A Texas cop with sunbaked skin grimly appraises the wedding-chapel murder scene. Nine, 10 bodies--an entire bridal party, including the white-gowned bride--are splayed on the floor amid hundreds of spent shells. The cop detects the fatal precision of professionals in this atrocious tableau: lives dispatched cleanly, corpses draped just so. "If you was a moron," he drawls, "you could almost admire it."
That has already been the reaction of some critics to Kill Bill Vol. 1. With geysers of blood and a death count in the dirty dozens, with torsos sliced sideways and lengthwise, with a tongue yanked to Tex Avery--cartoon length and a 20-minute battle that boasts enough mangled bodies to keep a MASH unit busy for months, Quentin Tarantino's first film in six years tests both the rating board's tolerance (somehow, the movie got an R) and the viewer's stomach. The carnage is artfully arranged, but, some will ask, isn't there too much of it? Does it have a larger meaning? Do you have to be a moral moron to admire Kill Bill?
No, no and no. The movie--the tale of the Bride, a reformed hitwoman (steely, implacable Uma Thurman) who is left for dead by her ex-colleagues and resolves to kill them all--is really about the motion, the emotion, the very movieness of movies. Released in two parts, like many a Shaw Bros. thriller of Hong Kong's golden past, Kill Bill is an effusion of movie love by the prime nerd-curator and hip creator of cult action films. Kill Bill is his thank-you note to the Hong Kong kung-fu epics, Japan's yakuza gangster dramas and '70s Italian westerns and horror films that shaped his sensibility.
By next semester, some grad student will be writing a thesis on the B-movie influences on this A+ film. Scholars will note Kill Bill's throbbing samples of music from Asian and Italian action cinema. They will itemize the guest shots by the old films' icons (Sonny Chiba, Gordon Liu) and parse the stunt direction by Hong Kong master Yuen Wo-ping. They will speculate that Ishii, the name of the gang boss played with silky gravity by Lucy Liu, is Tarantino's nod to two cult directors: Teruo Ishii, who did some prime yakuza films in the '60s and made the Joy of Torture sadomasterpieces, and Takashi Ishii, whose girl-on-a-revenge-tear Black Angel films were released as Vol. 1 and Vol. 2.

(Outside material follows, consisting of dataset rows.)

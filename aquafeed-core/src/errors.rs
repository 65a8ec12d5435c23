//! Error Types for Scoring Configuration and Input Checks
//!
//! ## Design Philosophy
//!
//! The scoring functions themselves never fail: a broken threshold set yields a
//! worst-case score of `0.0`, an empty series yields a flat trend. Errors only
//! appear on the typed construction paths, where a host can ask *why* its input
//! was rejected before it reaches the fail-closed defaults.
//!
//! 1. **Small Size**: Variants carry only counts, `&'static str` reasons and
//!    field names, so the enum stays `Copy` and fits in a couple of words.
//!
//! 2. **No Heap Allocation**: Usable from `no_std` builds without `alloc`.
//!
//! ## Error Categories
//!
//! ### Configuration
//! - `ThresholdCount`: fewer than 13 values in a positional threshold buffer
//! - `ThresholdOrder`: a warning bound sits outside its critical bound
//!
//! ### Readings
//! - `InvalidValue`: NaN or infinite sensor field
//! - `InsufficientData`: history window too short for a forecast
//!
//! ```rust
//! use aquafeed_core::{ScoringError, ThresholdSet};
//!
//! match ThresholdSet::from_slice(&[6.0, 5.0]) {
//!     Ok(_) => unreachable!(),
//!     Err(ScoringError::ThresholdCount { required, available }) => {
//!         assert_eq!((required, available), (13, 2));
//!     }
//!     Err(_) => unreachable!(),
//! }
//! ```

use thiserror_no_std::Error;

/// Result type for scoring configuration and input checks
pub type ScoringResult<T> = Result<T, ScoringError>;

/// Scoring errors - kept small for embedded use
#[derive(Error, Debug, Clone, Copy, PartialEq)]
pub enum ScoringError {
    /// Positional threshold buffer is too short
    #[error("Threshold set needs {required} values, got {available}")]
    ThresholdCount {
        /// Number of positional thresholds the scorer reads
        required: usize,
        /// Number of values the caller supplied
        available: usize,
    },

    /// Threshold bounds are not nested the way the tiers expect
    #[error("Threshold ordering violated: {reason}")]
    ThresholdOrder {
        /// Which pair of bounds is out of order
        reason: &'static str,
    },

    /// Reading is NaN or infinite
    #[error("Invalid value in field {field}")]
    InvalidValue {
        /// Name of the offending reading field
        field: &'static str,
    },

    /// Not enough history samples
    #[error("Insufficient data: need {required}, have {available}")]
    InsufficientData {
        /// Minimum number of samples needed
        required: usize,
        /// Actual number of samples available
        available: usize,
    },
}

#[cfg(feature = "defmt")]
impl defmt::Format for ScoringError {
    fn format(&self, fmt: defmt::Formatter) {
        match self {
            Self::ThresholdCount { required, available } =>
                defmt::write!(fmt, "Need {} thresholds, have {}", required, available),
            Self::ThresholdOrder { reason } =>
                defmt::write!(fmt, "Threshold order: {}", reason),
            Self::InvalidValue { field } =>
                defmt::write!(fmt, "Invalid value: {}", field),
            Self::InsufficientData { required, available } =>
                defmt::write!(fmt, "Need {} samples, have {}", required, available),
        }
    }
}

#[cfg(all(test, feature = "std"))]
mod tests {
    use super::*;

    #[test]
    fn messages_carry_context() {
        let err = ScoringError::ThresholdCount { required: 13, available: 4 };
        assert_eq!(err.to_string(), "Threshold set needs 13 values, got 4");

        let err = ScoringError::InvalidValue { field: "ph" };
        assert_eq!(err.to_string(), "Invalid value in field ph");
    }
}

A series of interlocked, chronologically jumbled fights, Kill Bill plays like a nonstop compilation of, say, Jackie Chan's best fights (pow! wow! ow!) or NFL players' most gruesome injuries (Joe Theisman! Frank Gifford! Darryl Stingley!). Yet this is no mere homicidal homage. Tarantino may make a fool of himself on Jay Leno's couch, but he is a stylist of ferocious skill and audacity. So Kill Bill both re-creates the old films--which, after all, represent some of the purest, most cinematic ingenuity ever--and expands them into a daring new dimension.